• WHAT THE TASK ASKS: The records below must be copied out completely and exactly.

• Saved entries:
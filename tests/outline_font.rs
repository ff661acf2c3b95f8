//! The outline-font path, driven by the DejaVu Sans fixture.

use chrono::NaiveDate;
use image::{Rgb, RgbImage};
use schedule_board::rendering::layout::RankingLayout;
use schedule_board::text::{sanitize, Font, FontCache, FontRole, FontSet};
use schedule_board::{Color, ImageComposer, RankingEntry, RenderConfig};
use std::path::PathBuf;
use std::sync::Arc;
use std::time::Duration;

fn fixture_dir() -> PathBuf {
    PathBuf::from(env!("CARGO_MANIFEST_DIR")).join("tests/fixtures/fonts")
}

fn outline_cache() -> FontCache {
    let cache = FontCache::new(&fixture_dir());
    assert!(cache.has_outline_font(), "fixture font did not load");
    cache
}

#[test]
fn fixture_dir_loads_an_outline_font() {
    let cache = outline_cache();
    assert_eq!(cache.path(), Some(fixture_dir().join("DejaVuSans.ttf").as_path()));
    assert!(!cache.load(24).is_builtin());

    let set = FontSet::load(&cache);
    for role in FontRole::ALL {
        assert!(!set.get(role).is_builtin(), "{:?} fell back", role);
    }
}

#[test]
fn outline_supports_follows_the_glyph_table() {
    let font = outline_cache().load(24);
    assert!(font.supports('A'));
    assert!(font.supports(' '));
    assert!(font.supports('é'));
    assert!(!font.supports('🎉'));
    assert!(!font.supports('同'));
}

#[test]
fn outline_measure_grows_with_text() {
    let font = outline_cache().load(24);
    let (w3, h3) = font.measure("abc").expect("measurable");
    let (w4, _) = font.measure("abcd").expect("measurable");
    assert!(w3 > 0 && h3 > 0);
    assert!(w4 > w3);
    assert_eq!(font.measure(""), None);
    assert_eq!(font.measure("a🎉"), None);
}

#[test]
fn outline_sanitize_preserves_count_and_is_idempotent() {
    let font = outline_cache().load(24);
    assert_eq!(sanitize("Alice 🎉", &font), "Alice  ");
    for s in ["", "plain", "Alice 同学 🎉\t", "高等数学 @ A101", "café"] {
        let once = sanitize(s, &font);
        assert_eq!(once.chars().count(), s.chars().count());
        assert_eq!(sanitize(&once, &font), once);
        assert!(once.chars().all(|c| font.supports(c)));
    }
}

#[test]
fn outline_draw_marks_the_canvas() {
    let font = outline_cache().load(32);
    let white = Rgb([255, 255, 255]);
    let mut canvas = RgbImage::from_pixel(120, 60, white);
    font.draw(&mut canvas, 10, 10, "Ag", Color::rgb(0, 0, 0));
    assert!(canvas.pixels().any(|p| *p != white));

    // A blank string leaves the canvas alone.
    let mut blank = RgbImage::from_pixel(40, 40, white);
    font.draw(&mut blank, 0, 0, "   ", Color::rgb(0, 0, 0));
    assert!(blank.pixels().all(|p| *p == white));
}

#[tokio::test]
async fn ranking_paints_with_an_outline_font() {
    let config = RenderConfig {
        avatar_url_template: "http://127.0.0.1:9/{user_id}".into(),
        avatar_timeout_ms: Some(2_000),
        ..Default::default()
    };
    let fonts = Arc::new(FontSet::load(&outline_cache()));
    let composer = ImageComposer::with_fonts(config, fonts).expect("composer");
    let style = composer.config().ranking.clone();
    let entries = vec![
        RankingEntry::new("1", "Alice 🎉", Duration::from_secs(12 * 3600 + 5 * 60), 14),
        RankingEntry::new("2", "Zoë", Duration::from_secs(9 * 3600), 11),
    ];
    let start = NaiveDate::from_ymd_opt(2025, 3, 3).unwrap();
    let end = NaiveDate::from_ymd_opt(2025, 3, 9).unwrap();

    let canvas = composer.paint_ranking(&entries, start, end).await.expect("paint");

    let layout = RankingLayout::new(&style, entries.len());
    assert_eq!(Some(canvas.dimensions()), layout.canvas_size());

    // The date range is plain ASCII, so the caption band must carry ink.
    let (cx, cy) = layout.caption_origin();
    let background = style.background.to_rgb();
    let inked = (cy..cy + 30).any(|y| {
        (cx..cx + 300).any(|x| *canvas.get_pixel(x as u32, y as u32) != background)
    });
    assert!(inked, "caption was not drawn");
}

#[test]
fn builtin_and_outline_disagree_on_non_ascii() {
    let builtin = Font::builtin(24);
    let outline = outline_cache().load(24);
    assert!(!builtin.supports('é'));
    assert!(outline.supports('é'));
}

• THE ANSWER:
filename tests/outline_font.rs
repository ff661acf2c3b95f8
//! The outline-font path, driven by the DejaVu Sans fixture.

use chrono::NaiveDate;
use image::{Rgb, RgbImage};
use schedule_board::rendering::layout::RankingLayout;
use schedule_board::text::{sanitize, Font, FontCache, FontRole, FontSet};
use schedule_board::{Color, ImageComposer, RankingEntry, RenderConfig};
use std::path::PathBuf;
use std::sync::Arc;
use std::time::Duration;

fn fixture_dir() -> PathBuf {
    PathBuf::from(env!("CARGO_MANIFEST_DIR")).join("tests/fixtures/fonts")
}

fn outline_cache() -> FontCache {
    let cache = FontCache::new(&fixture_dir());
    assert!(cache.has_outline_font(), "fixture font did not load");
    cache
}

#[test]
fn fixture_dir_loads_an_outline_font() {
    let cache = outline_cache();
    assert_eq!(cache.path(), Some(fixture_dir().join("DejaVuSans.ttf").as_path()));
    assert!(!cache.load(24).is_builtin());

    let set = FontSet::load(&cache);
    for role in FontRole::ALL {
        assert!(!set.get(role).is_builtin(), "{:?} fell back", role);
    }
}

#[test]
fn outline_supports_follows_the_glyph_table() {
    let font = outline_cache().load(24);
    assert!(font.supports('A'));
    assert!(font.supports(' '));
    assert!(font.supports('é'));
    assert!(!font.supports('🎉'));
    assert!(!font.supports('同'));
}

#[test]
fn outline_measure_grows_with_text() {
    let font = outline_cache().load(24);
    let (w3, h3) = font.measure("abc").expect("measurable");
    let (w4, _) = font.measure("abcd").expect("measurable");
    assert!(w3 > 0 && h3 > 0);
    assert!(w4 > w3);
    assert_eq!(font.measure(""), None);
    assert_eq!(font.measure("a🎉"), None);
}

#[test]
fn outline_sanitize_preserves_count_and_is_idempotent() {
    let font = outline_cache().load(24);
    assert_eq!(sanitize("Alice 🎉", &font), "Alice  ");
    for s in ["", "plain", "Alice 同学 🎉\t", "高等数学 @ A101", "café"] {
        let once = sanitize(s, &font);
        assert_eq!(once.chars().count(), s.chars().count());
        assert_eq!(sanitize(&once, &font), once);
        assert!(once.chars().all(|c| font.supports(c)));
    }
}

#[test]
fn outline_draw_marks_the_canvas() {
    let font = outline_cache().load(32);
    let white = Rgb([255, 255, 255]);
    let mut canvas = RgbImage::from_pixel(120, 60, white);
    font.draw(&mut canvas, 10, 10, "Ag", Color::rgb(0, 0, 0));
    assert!(canvas.pixels().any(|p| *p != white));

    // A blank string leaves the canvas alone.
    let mut blank = RgbImage::from_pixel(40, 40, white);
    font.draw(&mut blank, 0, 0, "   ", Color::rgb(0, 0, 0));
    assert!(blank.pixels().all(|p| *p == white));
}

#[tokio::test]
async fn ranking_paints_with_an_outline_font() {
    let config = RenderConfig {
        avatar_url_template: "http://127.0.0.1:9/{user_id}".into(),
        avatar_timeout_ms: Some(2_000),
        ..Default::default()
    };
    let fonts = Arc::new(FontSet::load(&outline_cache()));
    let composer = ImageComposer::with_fonts(config, fonts).expect("composer");
    let style = composer.config().ranking.clone();
    let entries = vec![
        RankingEntry::new("1", "Alice 🎉", Duration::from_secs(12 * 3600 + 5 * 60), 14),
        RankingEntry::new("2", "Zoë", Duration::from_secs(9 * 3600), 11),
    ];
    let start = NaiveDate::from_ymd_opt(2025, 3, 3).unwrap();
    let end = NaiveDate::from_ymd_opt(2025, 3, 9).unwrap();

    let canvas = composer.paint_ranking(&entries, start, end).await.expect("paint");

    let layout = RankingLayout::new(&style, entries.len());
    assert_eq!(Some(canvas.dimensions()), layout.canvas_size());

    // The date range is plain ASCII, so the caption band must carry ink.
    let (cx, cy) = layout.caption_origin();
    let background = style.background.to_rgb();
    let inked = (cy..cy + 30).any(|y| {
        (cx..cx + 300).any(|x| *canvas.get_pixel(x as u32, y as u32) != background)
    });
    assert!(inked, "caption was not drawn");
}

#[test]
fn builtin_and_outline_disagree_on_non_ascii() {
    let builtin = Font::builtin(24);
    let outline = outline_cache().load(24);
    assert!(!builtin.supports('é'));
    assert!(outline.supports('é'));
}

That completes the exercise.